====== AVAILABLE RECORDS

use serde::Serialize;
use utoipa::ToSchema;

use super::notification_models::Notification;
use crate::lead::lead_models::Lead;

#[derive(Debug, Clone, Copy, PartialEq, Eq, Serialize, ToSchema)]
#[serde(rename_all = "lowercase")]
pub enum View {
    Leads,
    Deals,
    Tasks,
}

#[derive(Debug, Serialize, ToSchema)]
#[serde(rename_all = "camelCase")]
pub struct NotificationResponse {
    #[serde(flatten)]
    pub notification: Notification,
    pub time_ago: String,
}

#[derive(Debug, Serialize, ToSchema)]
#[serde(rename_all = "camelCase")]
pub struct NotificationFeedResponse {
    pub notifications: Vec<NotificationResponse>,
    pub unread_count: usize,
}

/// Result of opening a notification: the updated record and where to go next.
#[derive(Debug, Serialize, ToSchema)]
#[serde(rename_all = "camelCase")]
pub struct NotificationClickResponse {
    pub notification: Notification,
    pub navigate_to: Option<View>,
    pub lead: Option<Lead>,
}

#[derive(Debug, Serialize, ToSchema)]
pub struct MarkAllReadResponse {
    pub updated: usize,
}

============

# EXERCISE GOAL:
Starting at the line that contains "Eq, Serialize, ToSchema)]", write out every line to the end of the entries, exactly as given.

# ANSWER TO THIS EXERCISE:
#[derive(Debug, Clone, Copy, PartialEq, Eq, Serialize, ToSchema)]
#[serde(rename_all = "lowercase")]
pub enum View {
    Leads,
    Deals,
    Tasks,
}

#[derive(Debug, Serialize, ToSchema)]
#[serde(rename_all = "camelCase")]
pub struct NotificationResponse {
    #[serde(flatten)]
    pub notification: Notification,
    pub time_ago: String,
}

#[derive(Debug, Serialize, ToSchema)]
#[serde(rename_all = "camelCase")]
pub struct NotificationFeedResponse {
    pub notifications: Vec<NotificationResponse>,
    pub unread_count: usize,
}

/// Result of opening a notification: the updated record and where to go next.
#[derive(Debug, Serialize, ToSchema)]
#[serde(rename_all = "camelCase")]
pub struct NotificationClickResponse {
    pub notification: Notification,
    pub navigate_to: Option<View>,
    pub lead: Option<Lead>,
}

#[derive(Debug, Serialize, ToSchema)]
pub struct MarkAllReadResponse {
    pub updated: usize,
}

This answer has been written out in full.